What Powers Houston? People. With Houston’s history, diversity, knowledge base, know-how, and innovation edge, Houston’s economy has global impact.

What’s the outlook for Houston’s economy?
We talked to Amy Chronis, managing partner for Deloitte, and Niloufar Molavi, global leader, oil & gas, partner at PwC US for their take. These two dynamic women are not only leaders at Big Four accounting firms, but they both chair Houston’s most influential business development groups.

Chronis is the board chair of the Greater Houston Partnership and Molavi is the new board chair of Central Houston, Inc. Both women had some powerful words to say about Houston’s future.

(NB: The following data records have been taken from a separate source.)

//! SQLite store: watchlist and bar history in, live scores out.
//!
//! Tables:
//!
//! - `watchlist (symbol, exchange, provider_id)`
//! - `ohlcv (symbol, exchange, timeframe, timestamp, open, high, low, close, volume)`
//! - `live_scores`, one row per (instrument, timeframe) of the latest
//!   snapshot, replaced wholesale in one transaction per publish.
//!
//! Timestamps are stored as `YYYY-MM-DD HH:MM:SS` text so they sort and
//! compare lexically.

use chrono::NaiveDateTime;
use r2d2::{Pool, PooledConnection};
use r2d2_sqlite::SqliteConnectionManager;
use rusqlite::params;
use tracing::{debug, warn};

use crate::domain::error::TmvError;
use crate::domain::instrument::Instrument;
use crate::domain::ohlcv::OhlcvBar;
use crate::domain::snapshot::RankedSnapshot;
use crate::domain::timeframe::Timeframe;
use crate::ports::config_port::ConfigPort;
use crate::ports::data_port::DataPort;
use crate::ports::snapshot_port::{SnapshotSink, StagedSnapshot};

const SOURCE: &str = "sqlite";
const TS_FORMAT: &str = "%Y-%m-%d %H:%M:%S";

fn db_err(e: impl std::fmt::Display) -> TmvError {
    TmvError::upstream(SOURCE, e)
}

fn parse_ts(raw: &str) -> Result<NaiveDateTime, TmvError> {
    NaiveDateTime::parse_from_str(raw, TS_FORMAT)
        .map_err(|e| db_err(format!("bad timestamp '{}': {}", raw, e)))
}

/// One `live_scores` row.
#[derive(Debug, Clone, PartialEq)]
pub struct LiveScore {
    pub symbol: String,
    pub exchange: String,
    pub timeframe: String,
    pub trend: f64,
    pub momentum: f64,
    pub volume: f64,
    pub tmv: f64,
    pub trend_strength: String,
    pub momentum_strength: String,
    pub volume_strength: String,
    pub composite: f64,
    pub rank: usize,
    pub direction: String,
    pub alignment: String,
    pub reversal_probability: f64,
    pub as_of: String,
}

pub struct SqliteAdapter {
    pool: Pool<SqliteConnectionManager>,
}

impl SqliteAdapter {
    pub fn from_config(config: &dyn ConfigPort) -> Result<Self, TmvError> {
        let db_path = config
            .get_string("sqlite", "path")
            .filter(|p| !p.trim().is_empty())
            .ok_or_else(|| TmvError::missing("sqlite", "path"))?;

        let pool_size = config.get_int("sqlite", "pool_size", 4);
        if pool_size < 1 {
            return Err(TmvError::invalid(
                "sqlite",
                "pool_size",
                "pool_size must be at least 1",
            ));
        }

        let manager = SqliteConnectionManager::file(&db_path);
        let pool = Pool::builder()
            .max_size(pool_size as u32)
            .build(manager)
            .map_err(db_err)?;

        let adapter = Self { pool };
        adapter.initialize_schema()?;
        Ok(adapter)
    }

    /// Single-connection pool so every caller sees the same database.
    pub fn in_memory() -> Result<Self, TmvError> {
        let manager = SqliteConnectionManager::memory();
        let pool = Pool::builder().max_size(1).build(manager).map_err(db_err)?;
        let adapter = Self { pool };
        adapter.initialize_schema()?;
        Ok(adapter)
    }

    fn conn(&self) -> Result<PooledConnection<SqliteConnectionManager>, TmvError> {
        self.pool.get().map_err(db_err)
    }

    pub fn initialize_schema(&self) -> Result<(), TmvError> {
        self.conn()?
            .execute_batch(
                "CREATE TABLE IF NOT EXISTS watchlist (
                    symbol TEXT NOT NULL,
                    exchange TEXT NOT NULL,
                    provider_id TEXT NOT NULL,
                    PRIMARY KEY (symbol, exchange)
                );
                CREATE TABLE IF NOT EXISTS ohlcv (
                    symbol TEXT NOT NULL,
                    exchange TEXT NOT NULL,
                    timeframe TEXT NOT NULL,
                    timestamp TEXT NOT NULL,
                    open REAL NOT NULL,
                    high REAL NOT NULL,
                    low REAL NOT NULL,
                    close REAL NOT NULL,
                    volume INTEGER NOT NULL,
                    PRIMARY KEY (symbol, exchange, timeframe, timestamp)
                );
                CREATE TABLE IF NOT EXISTS live_scores (
                    symbol TEXT NOT NULL,
                    exchange TEXT NOT NULL,
                    timeframe TEXT NOT NULL,
                    trend REAL NOT NULL,
                    momentum REAL NOT NULL,
                    volume REAL NOT NULL,
                    tmv REAL NOT NULL,
                    trend_strength TEXT NOT NULL,
                    momentum_strength TEXT NOT NULL,
                    volume_strength TEXT NOT NULL,
                    composite REAL NOT NULL,
                    rank INTEGER NOT NULL,
                    direction TEXT NOT NULL,
                    alignment TEXT NOT NULL,
                    reversal_probability REAL NOT NULL,
                    as_of TEXT NOT NULL,
                    PRIMARY KEY (symbol, exchange, timeframe)
                );",
            )
            .map_err(db_err)
    }

    /// Replace the stored watchlist.
    pub fn replace_watchlist(&self, instruments: &[Instrument]) -> Result<(), TmvError> {
        let mut conn = self.conn()?;
        let tx = conn.transaction().map_err(db_err)?;
        tx.execute("DELETE FROM watchlist", []).map_err(db_err)?;
        for inst in instruments {
            tx.execute(
                "INSERT OR REPLACE INTO watchlist (symbol, exchange, provider_id)
                 VALUES (?1, ?2, ?3)",
                params![inst.symbol(), inst.exchange(), inst.provider_id()],
            )
            .map_err(db_err)?;
        }
        tx.commit().map_err(db_err)
    }

    /// Upsert bars for one (instrument, timeframe). Returns rows written.
    pub fn insert_bars(
        &self,
        instrument: &Instrument,
        timeframe: Timeframe,
        bars: &[OhlcvBar],
    ) -> Result<usize, TmvError> {
        let mut conn = self.conn()?;
        let tx = conn.transaction().map_err(db_err)?;
        for bar in bars {
            tx.execute(
                "INSERT OR REPLACE INTO ohlcv
                 (symbol, exchange, timeframe, timestamp, open, high, low, close, volume)
                 VALUES (?1, ?2, ?3, ?4, ?5, ?6, ?7, ?8, ?9)",
                params![
                    instrument.symbol(),
                    instrument.exchange(),
                    timeframe.label(),
                    bar.timestamp.format(TS_FORMAT).to_string(),
                    bar.open,
                    bar.high,
                    bar.low,
                    bar.close,
                    bar.volume
                ],
            )
            .map_err(db_err)?;
        }
        tx.commit().map_err(db_err)?;
        Ok(bars.len())
    }

    /// `live_scores` ordered by rank, then timeframe label.
    pub fn live_scores(&self) -> Result<Vec<LiveScore>, TmvError> {
        let conn = self.conn()?;
        let mut stmt = conn
            .prepare(
                "SELECT symbol, exchange, timeframe, trend, momentum, volume, tmv,
                        trend_strength, momentum_strength, volume_strength, composite,
                        rank, direction, alignment, reversal_probability, as_of
                 FROM live_scores ORDER BY rank ASC, timeframe ASC",
            )
            .map_err(db_err)?;
        let rows = stmt
            .query_map([], |row| {
                let rank: i64 = row.get(11)?;
                Ok(LiveScore {
                    symbol: row.get(0)?,
                    exchange: row.get(1)?,
                    timeframe: row.get(2)?,
                    trend: row.get(3)?,
                    momentum: row.get(4)?,
                    volume: row.get(5)?,
                    tmv: row.get(6)?,
                    trend_strength: row.get(7)?,
                    momentum_strength: row.get(8)?,
                    volume_strength: row.get(9)?,
                    composite: row.get(10)?,
                    rank: rank as usize,
                    direction: row.get(12)?,
                    alignment: row.get(13)?,
                    reversal_probability: row.get(14)?,
                    as_of: row.get(15)?,
                })
            })
            .map_err(db_err)?;
        rows.collect::<Result<Vec<_>, _>>().map_err(db_err)
    }
}

impl DataPort for SqliteAdapter {
    fn load_watchlist(&self) -> Result<Vec<Instrument>, TmvError> {
        let conn = self.conn()?;
        let mut stmt = conn
            .prepare("SELECT symbol, exchange, provider_id FROM watchlist ORDER BY symbol, exchange")
            .map_err(db_err)?;
        let rows = stmt
            .query_map([], |row| {
                let symbol: String = row.get(0)?;
                let exchange: String = row.get(1)?;
                let provider_id: String = row.get(2)?;
                Ok(Instrument::new(&symbol, &exchange, &provider_id))
            })
            .map_err(db_err)?;
        rows.collect::<Result<Vec<_>, _>>().map_err(db_err)
    }

    fn fetch_bars(
        &self,
        instrument: &Instrument,
        timeframe: Timeframe,
        from: NaiveDateTime,
        to: NaiveDateTime,
    ) -> Result<Vec<OhlcvBar>, TmvError> {
        let conn = self.conn()?;
        let mut stmt = conn
            .prepare(
                "SELECT timestamp, open, high, low, close, volume
                 FROM ohlcv
                 WHERE symbol = ?1 AND exchange = ?2 AND timeframe = ?3
                   AND timestamp >= ?4 AND timestamp <= ?5
                 ORDER BY timestamp ASC",
            )
            .map_err(db_err)?;

        let rows = stmt
            .query_map(
                params![
                    instrument.symbol(),
                    instrument.exchange(),
                    timeframe.label(),
                    from.format(TS_FORMAT).to_string(),
                    to.format(TS_FORMAT).to_string()
                ],
                |row| {
                    Ok((
                        row.get::<_, String>(0)?,
                        row.get::<_, f64>(1)?,
                        row.get::<_, f64>(2)?,
                        row.get::<_, f64>(3)?,
                        row.get::<_, f64>(4)?,
                        row.get::<_, i64>(5)?,
                    ))
                },
            )
            .map_err(db_err)?;

        let mut bars = Vec::new();
        for row in rows {
            let (ts, open, high, low, close, volume) = row.map_err(db_err)?;
            bars.push(OhlcvBar {
                timestamp: parse_ts(&ts)?,
                open,
                high,
                low,
                close,
                volume,
            });
        }
        Ok(bars)
    }

    fn get_data_range(
        &self,
        instrument: &Instrument,
        timeframe: Timeframe,
    ) -> Result<Option<(NaiveDateTime, NaiveDateTime, usize)>, TmvError> {
        let conn = self.conn()?;
        let result: (Option<String>, Option<String>, i64) = conn
            .query_row(
                "SELECT MIN(timestamp), MAX(timestamp), COUNT(*) FROM ohlcv
                 WHERE symbol = ?1 AND exchange = ?2 AND timeframe = ?3",
                params![instrument.symbol(), instrument.exchange(), timeframe.label()],
                |row| Ok((row.get(0)?, row.get(1)?, row.get(2)?)),
            )
            .map_err(db_err)?;

        match result {
            (Some(min), Some(max), count) if count > 0 => {
                Ok(Some((parse_ts(&min)?, parse_ts(&max)?, count as usize)))
            }
            _ => Ok(None),
        }
    }
}

impl SnapshotSink for SqliteAdapter {
    /// Opens a write transaction and replaces `live_scores` inside it. The
    /// transaction is committed on commit and rolled back on drop.
    fn stage<'a>(&'a self, snapshot: &RankedSnapshot) -> Result<Box<dyn StagedSnapshot + 'a>, TmvError> {
        let as_of = snapshot.as_of.to_rfc3339();
        let conn = self.conn()?;
        conn.execute_batch("BEGIN IMMEDIATE").map_err(db_err)?;
        let mut staged = StagedLiveScores {
            conn,
            rows: 0,
            open: true,
        };
        staged
            .conn
            .execute("DELETE FROM live_scores", [])
            .map_err(db_err)?;

        for row in &snapshot.rows {
            for (tf, score) in &row.scores {
                staged
                    .conn
                    .execute(
                        "INSERT INTO live_scores
                         (symbol, exchange, timeframe, trend, momentum, volume, tmv,
                          trend_strength, momentum_strength, volume_strength, composite,
                          rank, direction, alignment, reversal_probability, as_of)
                         VALUES (?1, ?2, ?3, ?4, ?5, ?6, ?7, ?8, ?9, ?10, ?11, ?12, ?13, ?14, ?15, ?16)",
                        params![
                            row.instrument.symbol(),
                            row.instrument.exchange(),
                            tf.label(),
                            score.trend,
                            score.momentum,
                            score.volume,
                            score.tmv,
                            score.trend_strength.to_string(),
                            score.momentum_strength.to_string(),
                            score.volume_strength.to_string(),
                            row.composite,
                            row.rank as i64,
                            score.direction.to_string(),
                            row.alignment.to_string(),
                            score.reversal_probability,
                            as_of
                        ],
                    )
                    .map_err(db_err)?;
                staged.rows += 1;
            }
        }
        Ok(Box::new(staged))
    }
}

struct StagedLiveScores {
    conn: PooledConnection<SqliteConnectionManager>,
    rows: usize,
    open: bool,
}

impl StagedSnapshot for StagedLiveScores {
    fn commit(mut self: Box<Self>) -> Result<(), TmvError> {
        self.conn.execute_batch("COMMIT").map_err(db_err)?;
        self.open = false;
        debug!(rows = self.rows, "live_scores replaced");
        Ok(())
    }
}

impl Drop for StagedLiveScores {
    fn drop(&mut self) {
        if self.open {
            if let Err(e) = self.conn.execute_batch("ROLLBACK") {
                warn!(error = %e, "live_scores rollback failed");
            }
        }
    }
}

An energy transition leader??
Chronis acknowledges we’re facing big challenges and believes getting back to in-person activities is critical to economic recovery. “Houston’s economy faced a double whammy with COVID and the energy downturn – getting Houston moving again is very important,” she says.

She emphasizes the importance of transitioning from fossil-based systems of energy production and consumption to renewable energy sources. She believes this energy transition presents both tremendous opportunity and a threat for Houston. “The global transition has accelerated, and it is critical that we lead this effort so we do not fall behind more broadly,” says Chronis.

Houston has a long record of being a leader in technology innovation, Molavi notes. “If we step back and think about the technology that has been developed in the energy industry, we realize Houston is a center for tech – way beyond any computer or phone that consumers can touch and feel,” she says. “Houston’s collective energy industry players have the history and the teams that have led the entire industry to this point, so they have the ability to be at the forefront of energy technology for the future.”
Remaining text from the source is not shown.